[TASK DIRECTIONS] Word for word, restate the entries below from their first line through the line that contains "pub fn pubkey2id(pk: &PublicKey)".

[EXERCISE INPUT]
use etherlight_core::H512;
use etherlight_rlp::error::{RLPDecodeError, RLPEncodeError};
use k256::{
    elliptic_curve::sec1::{FromEncodedPoint, ToEncodedPoint},
    EncodedPoint, PublicKey, SecretKey,
};

pub fn sha256(data: &[u8]) -> [u8; 32] {
    use k256::sha2::Digest;
    k256::sha2::Sha256::digest(data).into()
}

pub fn sha256_hmac(key: &[u8], inputs: &[&[u8]], auth_data: &[u8]) -> [u8; 32] {
    use hmac::Mac;
    use k256::sha2::Sha256;

    let mut hasher = hmac::Hmac::<Sha256>::new_from_slice(key).unwrap();
    for input in inputs {
        hasher.update(input);
    }
    hasher.update(auth_data);
    hasher.finalize().into_bytes().into()
}

pub fn ecdh_xchng(secret_key: &SecretKey, public_key: &PublicKey) -> [u8; 32] {
    k256::ecdh::diffie_hellman(secret_key.to_nonzero_scalar(), public_key.as_affine())
        .raw_secret_bytes()[..32]
        .try_into()
        .unwrap()
}

pub fn kdf(secret: &[u8], output: &mut [u8]) {
    // We don't use the `other_info` field
    concat_kdf::derive_key_into::<k256::sha2::Sha256>(secret, &[], output).unwrap();
}

/// Computes recipient id from public key.
pub fn pubkey2id(pk: &PublicKey) -> H512 {
    let encoded = pk.to_encoded_point(false);
    let bytes = encoded.as_bytes();
    debug_assert_eq!(bytes[0], 4);
    H512::from_slice(&bytes[1..])
}

/// Computes public key from recipient id.
/// The node ID is the uncompressed public key of a node, with the first byte omitted (0x04).
pub fn id2pubkey(id: H512) -> Option<PublicKey> {
    let point = EncodedPoint::from_untagged_bytes(&id.0.into());
    PublicKey::from_encoded_point(&point).into_option()
}

/// Messages after the Hello exchange travel snappy-compressed (p2p v5).
pub fn snappy_compress(encoded_data: Vec<u8>) -> Result<Vec<u8>, RLPEncodeError> {
    let mut snappy_encoder = snap::raw::Encoder::new();
    snappy_encoder
        .compress_vec(&encoded_data)
        .map_err(|_| RLPEncodeError::InvalidCompression)
}

pub fn snappy_decompress(msg_data: &[u8]) -> Result<Vec<u8>, RLPDecodeError> {
    let mut snappy_decoder = snap::raw::Decoder::new();
    snappy_decoder
        .decompress_vec(msg_data)
        .map_err(|e| RLPDecodeError::Custom(e.to_string()))
}

#[cfg(test)]
mod tests {
    use super::*;

    #[test]
    fn ecdh_xchng_smoke_test() {
        use rand::rngs::OsRng;

        let a_sk = SecretKey::random(&mut OsRng);
        let b_sk = SecretKey::random(&mut OsRng);

        let a_sk_b_pk = ecdh_xchng(&a_sk, &b_sk.public_key());
        let b_sk_a_pk = ecdh_xchng(&b_sk, &a_sk.public_key());

        // The shared secrets should be the same.
        // The operation done is:
        //   a_sk * b_pk = a * (b * G) = b * (a * G) = b_sk * a_pk
        assert_eq!(a_sk_b_pk, b_sk_a_pk);
    }

    #[test]
    fn id2pubkey_pubkey2id_smoke_test() {
        use rand::rngs::OsRng;

        let sk = SecretKey::random(&mut OsRng);
        let pk = sk.public_key();
        let id = pubkey2id(&pk);
        let pk2 = id2pubkey(id).unwrap();
        assert_eq!(pk, pk2);
    }

    #[test]
    fn snappy_roundtrip() {
        let data = b"etherlight snappy roundtrip".to_vec();
        let compressed = snappy_compress(data.clone()).unwrap();
        let decompressed = snappy_decompress(&compressed).unwrap();
        assert_eq!(decompressed, data);
    }
}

[WRITTEN ANSWER]
use etherlight_core::H512;
use etherlight_rlp::error::{RLPDecodeError, RLPEncodeError};
use k256::{
    elliptic_curve::sec1::{FromEncodedPoint, ToEncodedPoint},
    EncodedPoint, PublicKey, SecretKey,
};

pub fn sha256(data: &[u8]) -> [u8; 32] {
    use k256::sha2::Digest;
    k256::sha2::Sha256::digest(data).into()
}

pub fn sha256_hmac(key: &[u8], inputs: &[&[u8]], auth_data: &[u8]) -> [u8; 32] {
    use hmac::Mac;
    use k256::sha2::Sha256;

    let mut hasher = hmac::Hmac::<Sha256>::new_from_slice(key).unwrap();
    for input in inputs {
        hasher.update(input);
    }
    hasher.update(auth_data);
    hasher.finalize().into_bytes().into()
}

pub fn ecdh_xchng(secret_key: &SecretKey, public_key: &PublicKey) -> [u8; 32] {
    k256::ecdh::diffie_hellman(secret_key.to_nonzero_scalar(), public_key.as_affine())
        .raw_secret_bytes()[..32]
        .try_into()
        .unwrap()
}

pub fn kdf(secret: &[u8], output: &mut [u8]) {
    // We don't use the `other_info` field
    concat_kdf::derive_key_into::<k256::sha2::Sha256>(secret, &[], output).unwrap();
}

/// Computes recipient id from public key.
pub fn pubkey2id(pk: &PublicKey) -> H512 {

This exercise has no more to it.